These results indicate that ILDR2-mFc promotes induction of a Treg population that can protect naive recipient mice from disease induced by the adoptive transfer of activated myelin peptide–specific blast cells. The specific protection from disease development in response to the spread epitope stems from the dominance of this autoreactive spread epitope during the time of treatment with ILDR2-mFc (21) and indicates that the tolerance induced by ILDR2-mFc is specific to CD4+ T cells that are active during the time of treatment, thus suggesting that ILDR2-mFc induces tolerance in an Ag-specific manner. Importantly, the mechanism of action driving the spread epitope–specific tolerance is Treg mediated and mechanistically different from the inhibitory effects observed in ex vivo–recall splenocyte cultures in response to inducing and spread epitopes, which reflected direct inhibition of Teffs, and a shift from proinflammatory to anti-inflammatory responses. Collectively, these findings point toward a unique mechanism of action of ILDR2-mFc as a regulator of immune homeostasis that downregulates Th1 and Th17 responses and enhances Th2 and IL-10, concomitantly with the re-establishment of Ag-specific immune tolerance through induction of iTregs.

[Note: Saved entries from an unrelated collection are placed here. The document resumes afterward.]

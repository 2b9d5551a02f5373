pub mod browser;

pub use browser::BrowserFetcher;
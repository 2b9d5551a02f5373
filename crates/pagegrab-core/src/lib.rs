pub mod classify;
pub mod error;
pub mod models;
pub mod parser;
pub mod traits;
pub mod urls;

pub use classify::{Classification, FeatureWeights, classify_page};
pub use error::FetchError;
pub use models::{ClassifyReport, FetchResult, RenderedPage};
pub use parser::{ParsedPage, parse_html};
pub use traits::Fetcher;
pub use urls::{is_dead_end_url, is_product_url};
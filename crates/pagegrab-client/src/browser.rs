use std::path::PathBuf;
use std::time::Duration;

use chromiumoxide::cdp::browser_protocol::network::{
    EnableParams, EventResponseReceived, ResourceType, SetUserAgentOverrideParams,
};
use chromiumoxide::{Browser, BrowserConfig};
use futures::StreamExt;
use pagegrab_core::error::FetchError;
use pagegrab_core::models::RenderedPage;
use pagegrab_core::traits::Fetcher;
use tokio::sync::oneshot;
use tokio::task::JoinHandle;

/// User agent sent with every navigation — a fixed modern desktop Chrome
/// signature, so sites serve the same markup they would to a real browser.
pub const USER_AGENT: &str = "Mozilla/5.0 (Windows NT 10.0; Win64; x64) AppleWebKit/537.36 \
     (KHTML, like Gecko) Chrome/122.0.0.0 Safari/537.36";

/// Navigation deadline, matching the original tool's 20 s cap.
pub const DEFAULT_NAV_TIMEOUT: Duration = Duration::from_millis(20_000);

/// Upper bound on browser startup, separate from the navigation deadline.
/// A wedged Chromium spawn must not hang the invocation forever.
const LAUNCH_TIMEOUT: Duration = Duration::from_secs(30);

/// Quiet period after the load event, approximating a network-idle wait:
/// gives late XHRs and lazy-loaded content a chance to land.
const QUIET_PERIOD: Duration = Duration::from_millis(500);

/// How long to wait for the navigation response status after the page loaded.
const STATUS_WAIT: Duration = Duration::from_secs(1);

/// Headless-browser fetcher using Chromium via the Chrome DevTools Protocol.
///
/// Each [`Fetcher::fetch`] call launches its own Chromium process, navigates,
/// reads the rendered HTML and the navigation response status, and shuts the
/// process down again. The session is released on every exit path — success,
/// error, and timeout — so repeated failing invocations cannot accumulate
/// orphaned browser processes.
///
/// Requires a Chromium / Chrome binary reachable via `$CHROME_BIN`, a set of
/// well-known install locations, or the default lookup done by `chromiumoxide`.
#[derive(Clone)]
pub struct BrowserFetcher {
    timeout: Duration,
}

impl Default for BrowserFetcher {
    fn default() -> Self {
        Self::new()
    }
}

impl BrowserFetcher {
    /// Fetcher with the standard 20 s navigation deadline.
    pub fn new() -> Self {
        Self::with_timeout(DEFAULT_NAV_TIMEOUT)
    }

    /// Fetcher with a custom navigation deadline.
    pub fn with_timeout(timeout: Duration) -> Self {
        Self { timeout }
    }

    /// Launches a headless Chromium and starts polling its CDP handler.
    async fn launch(&self) -> Result<(Browser, JoinHandle<()>), FetchError> {
        let mut builder = BrowserConfig::builder();
        // Sandboxing is disabled as a deployment accommodation (containers,
        // CI), not as a security boundary.
        builder = builder.no_sandbox().disable_default_args();

        if let Some(bin) = find_chrome_binary() {
            tracing::info!("Using Chrome binary: {}", bin.display());
            builder = builder.chrome_executable(bin);
        }

        let config = builder
            .arg("--headless=new")
            .arg("--disable-gpu")
            .arg("--disable-dev-shm-usage")
            .arg("--disable-extensions")
            .arg("--no-first-run")
            .build()
            .map_err(|e| FetchError::Launch(format!("Browser config error: {e}")))?;

        let (browser, mut handler) = Browser::launch(config)
            .await
            .map_err(|e| FetchError::Launch(e.to_string()))?;

        // The CDP handler must be polled continuously for the connection to work.
        let handler_task = tokio::spawn(async move {
            while let Some(event) = handler.next().await {
                if event.is_err() {
                    tracing::warn!("Browser CDP handler error: {event:?}");
                    break;
                }
            }
        });

        Ok((browser, handler_task))
    }
}

impl Fetcher for BrowserFetcher {
    async fn fetch(&self, url: &str) -> Result<RenderedPage, FetchError> {
        let (mut browser, handler_task) =
            match tokio::time::timeout(LAUNCH_TIMEOUT, self.launch()).await {
                Ok(launched) => launched?,
                Err(_) => return Err(launch_deadline_error(LAUNCH_TIMEOUT)),
            };

        let result = tokio::time::timeout(self.timeout, fetch_inner(&browser, url)).await;

        // Release the session on every path, including timeout and error.
        if let Err(e) = browser.close().await {
            tracing::warn!("Failed to close browser: {e}");
        }
        let _ = browser.wait().await;
        handler_task.abort();

        match result {
            Ok(inner) => inner,
            Err(_) => Err(FetchError::Timeout(self.timeout.as_millis() as u64)),
        }
    }
}

/// Navigate, wait for the page to settle, and read back status + HTML.
async fn fetch_inner(browser: &Browser, url: &str) -> Result<RenderedPage, FetchError> {
    let page = browser
        .new_page("about:blank")
        .await
        .map_err(|e| FetchError::Launch(format!("Failed to open page: {e}")))?;

    page.execute(SetUserAgentOverrideParams::new(USER_AGENT))
        .await
        .map_err(|e| FetchError::Generic(format!("Failed to set user agent: {e}")))?;

    // Network events carry the HTTP status of the navigation response; the
    // domain has to be enabled before we navigate or we miss it.
    page.execute(EnableParams::default())
        .await
        .map_err(|e| FetchError::Generic(format!("Failed to enable network events: {e}")))?;

    let mut responses = page
        .event_listener::<EventResponseReceived>()
        .await
        .map_err(|e| FetchError::Generic(format!("Failed to subscribe to responses: {e}")))?;

    // The first Document-typed response is the navigation response, even
    // across redirects. Captured concurrently so nothing is missed while
    // the navigation itself is awaited.
    let (status_tx, status_rx) = oneshot::channel::<u16>();
    let status_task = tokio::spawn(async move {
        while let Some(event) = responses.next().await {
            if is_navigation_response(&event.r#type) {
                let _ = status_tx.send(event.response.status as u16);
                break;
            }
        }
    });

    if let Err(e) = page.goto(url).await {
        status_task.abort();
        return Err(classify_nav_error(&e.to_string()));
    }

    page.wait_for_navigation()
        .await
        .map_err(|e| classify_nav_error(&e.to_string()))?;

    tokio::time::sleep(QUIET_PERIOD).await;

    // 0 when no navigation response was observed, e.g. a same-document
    // navigation or a navigation that resolved without a response object.
    let status = match tokio::time::timeout(STATUS_WAIT, status_rx).await {
        Ok(Ok(status)) => status,
        _ => 0,
    };

    let html = page
        .content()
        .await
        .map_err(|e| FetchError::Extraction(e.to_string()))?;

    if let Err(e) = page.close().await {
        tracing::debug!("Failed to close page: {e}");
    }

    Ok(RenderedPage { status, html })
}

/// The navigation response carries the `Document` resource type whatever its
/// mime — Chrome renders `text/plain` and `application/json` documents too,
/// and those must still report their real status.
fn is_navigation_response(resource_type: &ResourceType) -> bool {
    matches!(resource_type, ResourceType::Document)
}

fn launch_deadline_error(deadline: Duration) -> FetchError {
    FetchError::Launch(format!(
        "Browser did not start within {} ms",
        deadline.as_millis()
    ))
}

/// Sort a navigation failure into the internal taxonomy.
///
/// Chromium reports network-level failures as `net::ERR_*` codes inside the
/// error message; everything else from a rejected navigation stays a
/// navigation error.
fn classify_nav_error(msg: &str) -> FetchError {
    if msg.contains("net::ERR") {
        FetchError::Network(msg.to_string())
    } else if msg.to_lowercase().contains("timeout") {
        FetchError::Timeout(DEFAULT_NAV_TIMEOUT.as_millis() as u64)
    } else {
        FetchError::Navigation(msg.to_string())
    }
}

/// Tries to locate the real Chrome/Chromium binary.
///
/// Snap-packaged Chromium exposes a wrapper that strips standard Chrome CLI
/// flags, breaking headless mode, so the real binary buried inside the snap
/// is preferred. `CHROME_BIN` overrides the lookup entirely; if nothing
/// matches, `chromiumoxide` falls back to its own discovery.
fn find_chrome_binary() -> Option<PathBuf> {
    if let Ok(p) = std::env::var("CHROME_BIN") {
        let path = PathBuf::from(&p);
        if path.exists() {
            return Some(path);
        }
    }

    let candidates: &[&str] = &[
        "/snap/chromium/current/usr/lib/chromium-browser/chrome",
        "/var/lib/flatpak/exports/bin/org.chromium.Chromium",
        "/usr/bin/google-chrome-stable",
        "/usr/bin/google-chrome",
        "/usr/bin/chromium",
        "/usr/bin/chromium-browser",
    ];

    candidates.iter().map(PathBuf::from).find(|p| p.exists())
}

#[cfg(test)]
mod tests {
    use super::*;

    #[test]
    fn test_classify_dns_failure_as_network() {
        let err = classify_nav_error("net::ERR_NAME_NOT_RESOLVED at https://nonexistent.invalid");
        assert!(matches!(err, FetchError::Network(_)));
    }

    #[test]
    fn test_classify_connection_refused_as_network() {
        let err = classify_nav_error("net::ERR_CONNECTION_REFUSED");
        assert!(matches!(err, FetchError::Network(_)));
    }

    #[test]
    fn test_classify_timeout() {
        let err = classify_nav_error("Timeout waiting for navigation");
        assert!(matches!(err, FetchError::Timeout(20_000)));
    }

    #[test]
    fn test_classify_other_as_navigation() {
        let err = classify_nav_error("Cannot navigate to invalid URL");
        assert!(matches!(err, FetchError::Navigation(_)));
    }

    #[test]
    fn test_default_timeout_matches_contract() {
        assert_eq!(DEFAULT_NAV_TIMEOUT, Duration::from_millis(20_000));
        let fetcher = BrowserFetcher::new();
        assert_eq!(fetcher.timeout, DEFAULT_NAV_TIMEOUT);
    }

    #[test]
    fn test_navigation_response_is_document_typed_regardless_of_mime() {
        // A text/plain or application/json navigation still arrives as a
        // Document resource and must supply the status.
        assert!(is_navigation_response(&ResourceType::Document));
        assert!(!is_navigation_response(&ResourceType::Xhr));
        assert!(!is_navigation_response(&ResourceType::Stylesheet));
        assert!(!is_navigation_response(&ResourceType::Image));
    }

    #[test]
    fn test_launch_deadline_maps_to_launch_error() {
        let err = launch_deadline_error(LAUNCH_TIMEOUT);
        match err {
            FetchError::Launch(msg) => assert!(msg.contains("30000 ms")),
            other => panic!("expected Launch error, got {other:?}"),
        }
    }

    #[test]
    fn test_user_agent_is_desktop_chrome() {
        assert!(USER_AGENT.starts_with("Mozilla/5.0 (Windows NT 10.0; Win64; x64)"));
        assert!(USER_AGENT.contains("Chrome/122.0.0.0"));
    }
}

ILDR2-hFc has immunomodulatory effects in human T cells from healthy donors and MS patients
We next tested whether the immunomodulatory activity mediated by the mouse ILDR2 pathway is also valid and functional on human T cells. Total PBMCs were isolated from healthy human donors, and the isolated naive CD4+ T cells were activated in the presence of Th1-, Th17-, and Th17-promoting conditions. For these studies, a fully human ILDR2-Fc fusion protein, ILDR2-hFc, was used. Similar to the effect displayed in vitro and in vivo in mice, ILDR2-hFc displayed immunomodulatory activity in human cells, as demonstrated by inhibited secretion of IFN-γ and TNF-α under Th1-driving conditions and inhibited secretion of IL-17 under Th17-driving conditions, while promoting IL-4, IL-5, and IL-10 under Th2-driving conditions (Fig. 6).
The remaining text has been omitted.